Sexuality after SCI is a complex interaction of hormonal, psychological, and other medical and neurological factors. Emerging therapies intended to help with other secondary complications of SCI can potentially aid or harm sexual function in men after SCI. Cannabis can potentially reduce pain in individuals with SCI [116]. However, in able-bodied men, tetrahydrocannabinol is associated with a decline in testosterone levels but with inconsistent subjective effects on sexual function [117]. Furthermore, while able-bodied men report increased sexual pleasure and satisfaction after cannabis use [118], men who use cannabis daily have also reported ED [119]. As the majority of these studies were conducted 40–50 years ago, these effects on men with SCI should be studied further in the context of contemporary cannabis products, particularly considering the evolving landscape with cannabis legalisation globally.

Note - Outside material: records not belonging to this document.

impl Shared {
    fn new(role: ClientRole) -> Self {
        let (state, _) = watch::channel(LinkState::Connecting);
        Self {
            role,
            state,
            last_error: Mutex::new(None),
            subscriptions: Subscriptions::default(),
        }
    }

    fn current(&self) -> LinkState {
        *self.state.borrow()
    }

    fn transition(&self, next: LinkState) -> bool {
        self.state.send_if_modified(|state| {
            if state.can_become(next) {
                *state = next;
                true
            } else {
                false
            }
        })
    }

    fn fail(&self, reason: String) {
        warn!(role = %self.role, error = %reason, "upstream connection failed");
        *self.last_error.lock() = Some(reason.clone());
        if self.transition(LinkState::Failed) {
            self.subscriptions
                .emit_error(format!("Upstream connection error: {reason}"));
        }
    }

    /// Runs when the read loop ends on its own.
    fn finish(&self, reason: String) {
        match self.current() {
            // closed locally; nobody needs to hear about it
            LinkState::Closed => return,
            LinkState::Failed => {}
            _ => {
                self.transition(LinkState::Closed);
            }
        }
        info!(role = %self.role, reason = %reason, "upstream connection ended");
        self.subscriptions.emit_closed(reason);
    }

    fn handle_frame(&self, frame: Result<ServerMessage, DecodeError>) {
        let role = self.role.as_str();
        let message = match frame {
            Ok(message) => message,
            Err(err) => {
                warn!(role, error = %err, "dropping undecodable upstream frame");
                counter!("sahayak_upstream_frames_total", "role" => role, "kind" => "invalid").increment(1);
                return;
            }
        };

        match message {
            ServerMessage::SetupComplete => {
                counter!("sahayak_upstream_frames_total", "role" => role, "kind" => "setup_complete").increment(1);
                if self.transition(LinkState::Ready) {
                    info!(role, "upstream setup acknowledged");
                } else {
                    debug!(role, state = ?self.current(), "ignoring repeated setupComplete");
                }
            }
            ServerMessage::ModelTurn(turn) => {
                counter!("sahayak_upstream_frames_total", "role" => role, "kind" => "model_turn").increment(1);
                self.dispatch_turn(turn);
            }
            ServerMessage::TurnComplete => {
                counter!("sahayak_upstream_frames_total", "role" => role, "kind" => "turn_complete").increment(1);
                debug!(role, "upstream turn complete");
            }
            ServerMessage::Interrupted => {
                counter!("sahayak_upstream_frames_total", "role" => role, "kind" => "interrupted").increment(1);
                info!(role, "upstream turn interrupted");
            }
            ServerMessage::Unknown => {
                debug!(role, "ignoring unrecognised upstream frame");
            }
        }
    }

    fn dispatch_turn(&self, turn: ModelTurnFrame) {
        for inline in turn.audio {
            debug!(role = %self.role, bytes = inline.data.len(), "upstream audio chunk");
            let delivered = self.subscriptions.emit_audio(AudioChunk {
                mime_type: inline.mime_type,
                data: inline.data,
            });
            if !delivered {
                debug!(role = %self.role, "audio chunk dropped: no subscriber");
            }
        }

        if let Some(text) = turn.text {
            debug!(role = %self.role, chars = text.len(), "upstream text content");
            if !self.subscriptions.emit_content(text) {
                debug!(role = %self.role, "content dropped: no subscriber");
            }
        }

        if turn.turn_complete {
            debug!(role = %self.role, "upstream turn complete");
        }
    }
}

Neuromodulation is a novel therapy that has displayed promising improvements in crucial autonomic functions for individuals with SCI. Although demonstrated only in one female SCI participant, the ability to restore the capacity for orgasm was recently reported with epidural spinal cord stimulation [120]. Whether neuromodulation has the capacity to restore the neural control of erection, ejaculation, or orgasm in men with SCI represents an exciting avenue for future research.

Conclusion

Sexual activity is recognized as essential to living a fulfilled life and should be available to everyone, irrespective of disability. The etiology of SD is multifactorial in this population: neurological impairment, low testosterone level, heightened psychological morbidity, and significant SCI-specific secondary consequences interfering with sexual function and activity (Fig. 1). Some medications and medical modifications that address specific components of sexual, bladder, and bowel dysfunction after SCI can be associated with detrimental side effects. Using established evidence from the able-bodied literature, various lifestyle behaviors (diet, PA, and exercise) that may directly or indirectly improve sexual function in men with SCI have been highlighted in this review. A combination of aerobic exercise and resistance training for a period of at least 4 weeks to improve sexual function would be advocated. We acknowledge that future research is required to elucidate the specific mechanisms whereby PA/exercise improves sexual function and quality of sexual activity, and to identify the most integral characteristics of these behaviors (i.e., intensity, volume, and type). Currently, evidence exists that PA is an effective, low-risk lifestyle behavior to modulate important quality of life components, fitness, mobility, and sex hormone concentrations that may facilitate improved sexual function in males with SCI. In addition, dietary modifications (i.e., altered macronutrient intake or caloric restriction), along with exercise, may be a promising avenue to modulate testosterone levels and indirectly benefit sexual function in men with SCI.

Fig. 1: Displays the suggested links between health-related quality of life, lifestyle factors, hormone levels, and sexual function in men with spinal cord injury (SCI).
figure 1

The solid lines represents the direct impact of secondary complications of spinal cord injury on sexual functioning and other components. Lifestyle factors, health-related quality of life, and hormone levels also mediate sexual function (dashed lines). In some instances, these links are bidirectional. Furthermore, there is interplay between lifestyle factors, hormone levels, and health-related quality of life outcomes (dotted lines).